[Collected data]
--- START ---

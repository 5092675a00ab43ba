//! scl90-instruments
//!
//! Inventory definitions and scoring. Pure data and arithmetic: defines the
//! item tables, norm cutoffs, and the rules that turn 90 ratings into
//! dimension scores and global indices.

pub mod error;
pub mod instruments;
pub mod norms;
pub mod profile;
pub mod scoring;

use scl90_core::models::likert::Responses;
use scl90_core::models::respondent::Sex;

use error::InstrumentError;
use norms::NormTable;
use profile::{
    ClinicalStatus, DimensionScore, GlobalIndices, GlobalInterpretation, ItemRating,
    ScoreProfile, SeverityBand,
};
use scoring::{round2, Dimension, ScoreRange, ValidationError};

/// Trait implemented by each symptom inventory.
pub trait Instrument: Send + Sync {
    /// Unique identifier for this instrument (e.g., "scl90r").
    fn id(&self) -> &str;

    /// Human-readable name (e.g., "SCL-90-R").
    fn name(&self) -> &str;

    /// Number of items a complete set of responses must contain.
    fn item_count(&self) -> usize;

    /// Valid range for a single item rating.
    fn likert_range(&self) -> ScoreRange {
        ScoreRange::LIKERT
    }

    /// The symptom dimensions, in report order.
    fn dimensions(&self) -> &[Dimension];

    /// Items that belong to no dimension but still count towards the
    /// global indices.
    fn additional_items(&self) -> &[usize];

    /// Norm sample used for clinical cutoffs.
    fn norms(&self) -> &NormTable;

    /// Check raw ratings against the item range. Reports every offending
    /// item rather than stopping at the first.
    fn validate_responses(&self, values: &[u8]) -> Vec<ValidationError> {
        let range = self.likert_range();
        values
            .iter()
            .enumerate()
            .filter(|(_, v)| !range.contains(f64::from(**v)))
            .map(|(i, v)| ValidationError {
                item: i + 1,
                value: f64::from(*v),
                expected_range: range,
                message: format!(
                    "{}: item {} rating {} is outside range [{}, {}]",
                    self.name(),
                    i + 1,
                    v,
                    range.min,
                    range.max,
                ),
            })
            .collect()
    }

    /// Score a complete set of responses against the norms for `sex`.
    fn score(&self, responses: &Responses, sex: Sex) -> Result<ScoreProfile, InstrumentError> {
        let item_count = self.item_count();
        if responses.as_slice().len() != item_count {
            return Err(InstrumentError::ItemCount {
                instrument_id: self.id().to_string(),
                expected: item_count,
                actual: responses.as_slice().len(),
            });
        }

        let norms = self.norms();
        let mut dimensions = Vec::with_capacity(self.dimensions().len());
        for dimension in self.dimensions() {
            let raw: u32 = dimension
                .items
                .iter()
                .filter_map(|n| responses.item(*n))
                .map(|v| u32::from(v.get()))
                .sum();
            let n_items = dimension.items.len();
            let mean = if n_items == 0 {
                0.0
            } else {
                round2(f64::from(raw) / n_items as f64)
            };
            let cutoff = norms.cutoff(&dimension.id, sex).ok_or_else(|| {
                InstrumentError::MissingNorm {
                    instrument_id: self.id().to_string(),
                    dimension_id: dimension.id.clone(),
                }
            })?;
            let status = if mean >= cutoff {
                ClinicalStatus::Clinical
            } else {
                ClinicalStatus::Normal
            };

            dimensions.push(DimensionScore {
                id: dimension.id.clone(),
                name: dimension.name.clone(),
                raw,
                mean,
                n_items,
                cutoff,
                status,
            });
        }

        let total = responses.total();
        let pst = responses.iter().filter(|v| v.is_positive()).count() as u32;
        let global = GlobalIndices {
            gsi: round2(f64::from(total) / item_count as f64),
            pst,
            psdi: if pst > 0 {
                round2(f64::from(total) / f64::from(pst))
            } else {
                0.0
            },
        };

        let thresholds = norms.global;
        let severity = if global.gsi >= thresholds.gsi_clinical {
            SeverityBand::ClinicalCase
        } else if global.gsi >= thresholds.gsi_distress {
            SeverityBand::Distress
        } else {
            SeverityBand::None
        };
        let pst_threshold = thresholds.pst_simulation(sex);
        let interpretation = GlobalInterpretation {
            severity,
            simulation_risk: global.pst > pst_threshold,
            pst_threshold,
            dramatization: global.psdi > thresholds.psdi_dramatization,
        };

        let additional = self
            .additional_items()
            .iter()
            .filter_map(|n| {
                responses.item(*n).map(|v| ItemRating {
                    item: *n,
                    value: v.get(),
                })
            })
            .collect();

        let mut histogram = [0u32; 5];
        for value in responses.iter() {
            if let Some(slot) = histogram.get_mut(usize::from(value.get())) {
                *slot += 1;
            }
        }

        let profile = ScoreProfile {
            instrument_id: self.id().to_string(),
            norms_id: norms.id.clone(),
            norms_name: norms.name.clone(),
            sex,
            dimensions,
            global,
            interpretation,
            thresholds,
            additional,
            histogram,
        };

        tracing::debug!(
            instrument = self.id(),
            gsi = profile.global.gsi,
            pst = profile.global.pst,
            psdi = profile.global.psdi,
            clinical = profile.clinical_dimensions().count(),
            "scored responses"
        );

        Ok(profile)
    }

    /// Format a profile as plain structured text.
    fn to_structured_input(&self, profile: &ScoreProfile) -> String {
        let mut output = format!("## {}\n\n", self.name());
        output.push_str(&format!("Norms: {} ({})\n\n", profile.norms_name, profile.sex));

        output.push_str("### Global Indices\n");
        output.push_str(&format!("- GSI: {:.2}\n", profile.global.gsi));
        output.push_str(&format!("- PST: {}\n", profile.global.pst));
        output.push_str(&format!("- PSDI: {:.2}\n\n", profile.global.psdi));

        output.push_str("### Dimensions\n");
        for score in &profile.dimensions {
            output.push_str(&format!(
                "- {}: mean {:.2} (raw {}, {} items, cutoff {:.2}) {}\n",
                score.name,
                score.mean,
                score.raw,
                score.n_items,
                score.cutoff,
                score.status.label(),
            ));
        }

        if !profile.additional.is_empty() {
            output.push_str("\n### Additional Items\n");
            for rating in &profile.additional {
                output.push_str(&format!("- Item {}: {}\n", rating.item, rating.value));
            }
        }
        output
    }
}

--- END ---
--- START ---

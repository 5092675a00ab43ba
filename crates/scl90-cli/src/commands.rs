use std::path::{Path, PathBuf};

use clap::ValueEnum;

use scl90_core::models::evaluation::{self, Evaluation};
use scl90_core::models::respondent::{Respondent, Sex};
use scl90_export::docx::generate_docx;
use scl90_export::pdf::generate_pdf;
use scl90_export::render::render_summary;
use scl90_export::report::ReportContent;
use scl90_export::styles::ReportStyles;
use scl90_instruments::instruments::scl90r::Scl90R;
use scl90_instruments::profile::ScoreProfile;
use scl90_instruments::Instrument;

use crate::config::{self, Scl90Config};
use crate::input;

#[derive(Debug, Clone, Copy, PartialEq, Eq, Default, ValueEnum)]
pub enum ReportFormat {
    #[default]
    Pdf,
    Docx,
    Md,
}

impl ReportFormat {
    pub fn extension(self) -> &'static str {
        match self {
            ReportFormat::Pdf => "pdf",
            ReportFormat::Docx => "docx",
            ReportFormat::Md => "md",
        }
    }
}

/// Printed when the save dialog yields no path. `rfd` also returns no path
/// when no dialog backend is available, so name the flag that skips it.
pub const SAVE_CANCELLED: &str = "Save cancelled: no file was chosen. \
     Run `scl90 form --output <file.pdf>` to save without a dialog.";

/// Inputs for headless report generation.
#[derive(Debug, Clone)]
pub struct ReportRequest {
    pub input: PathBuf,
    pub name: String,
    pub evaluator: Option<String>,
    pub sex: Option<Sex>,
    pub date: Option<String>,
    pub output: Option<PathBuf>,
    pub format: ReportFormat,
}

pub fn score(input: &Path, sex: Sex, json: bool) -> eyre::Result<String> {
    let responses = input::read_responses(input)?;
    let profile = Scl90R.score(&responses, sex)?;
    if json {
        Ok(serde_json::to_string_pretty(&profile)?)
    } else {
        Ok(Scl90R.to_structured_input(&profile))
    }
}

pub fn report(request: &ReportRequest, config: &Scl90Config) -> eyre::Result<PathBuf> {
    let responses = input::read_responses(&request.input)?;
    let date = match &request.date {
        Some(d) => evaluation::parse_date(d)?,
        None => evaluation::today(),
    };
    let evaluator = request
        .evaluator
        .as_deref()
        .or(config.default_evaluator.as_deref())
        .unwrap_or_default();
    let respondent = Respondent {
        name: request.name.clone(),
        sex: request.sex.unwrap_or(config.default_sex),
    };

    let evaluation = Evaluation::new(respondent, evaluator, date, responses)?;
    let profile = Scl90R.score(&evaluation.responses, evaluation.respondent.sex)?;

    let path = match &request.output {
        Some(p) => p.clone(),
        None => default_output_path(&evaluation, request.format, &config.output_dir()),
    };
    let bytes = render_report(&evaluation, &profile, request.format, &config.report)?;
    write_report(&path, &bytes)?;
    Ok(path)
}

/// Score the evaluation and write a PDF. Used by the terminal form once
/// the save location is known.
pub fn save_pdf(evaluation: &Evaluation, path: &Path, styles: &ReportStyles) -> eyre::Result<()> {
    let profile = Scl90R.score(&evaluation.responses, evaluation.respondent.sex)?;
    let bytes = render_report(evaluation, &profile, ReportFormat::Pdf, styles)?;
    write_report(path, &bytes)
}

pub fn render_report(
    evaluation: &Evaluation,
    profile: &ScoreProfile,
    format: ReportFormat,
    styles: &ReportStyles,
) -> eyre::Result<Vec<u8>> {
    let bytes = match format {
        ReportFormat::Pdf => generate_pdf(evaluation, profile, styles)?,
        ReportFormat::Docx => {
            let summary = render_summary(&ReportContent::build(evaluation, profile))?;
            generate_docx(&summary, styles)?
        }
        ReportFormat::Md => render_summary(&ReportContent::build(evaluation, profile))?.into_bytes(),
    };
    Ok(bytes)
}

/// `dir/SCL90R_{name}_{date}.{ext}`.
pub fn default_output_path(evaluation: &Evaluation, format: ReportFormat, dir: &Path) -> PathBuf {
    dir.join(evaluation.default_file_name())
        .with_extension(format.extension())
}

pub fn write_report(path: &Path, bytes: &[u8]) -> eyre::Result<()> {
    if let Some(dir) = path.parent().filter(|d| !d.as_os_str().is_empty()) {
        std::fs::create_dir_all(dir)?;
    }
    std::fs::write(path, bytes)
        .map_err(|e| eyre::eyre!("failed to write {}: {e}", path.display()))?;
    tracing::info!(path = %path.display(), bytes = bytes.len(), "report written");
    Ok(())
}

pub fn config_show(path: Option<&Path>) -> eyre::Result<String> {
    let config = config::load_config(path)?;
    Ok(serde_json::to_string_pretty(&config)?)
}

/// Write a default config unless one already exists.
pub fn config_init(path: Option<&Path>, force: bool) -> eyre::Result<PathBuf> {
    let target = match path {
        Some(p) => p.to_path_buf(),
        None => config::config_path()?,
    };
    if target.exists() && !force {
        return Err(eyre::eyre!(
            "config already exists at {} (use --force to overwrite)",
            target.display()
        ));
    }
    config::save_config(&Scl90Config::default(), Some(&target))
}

--- END ---

- DIRECTIONS -
Filter on the word "ReportContent": copy each matching line from the entries above.

- ANSWER TO THE PROBLEM -
use scl90_export::report::ReportContent;
            let summary = render_summary(&ReportContent::build(evaluation, profile))?;
        ReportFormat::Md => render_summary(&ReportContent::build(evaluation, profile))?.into_bytes(),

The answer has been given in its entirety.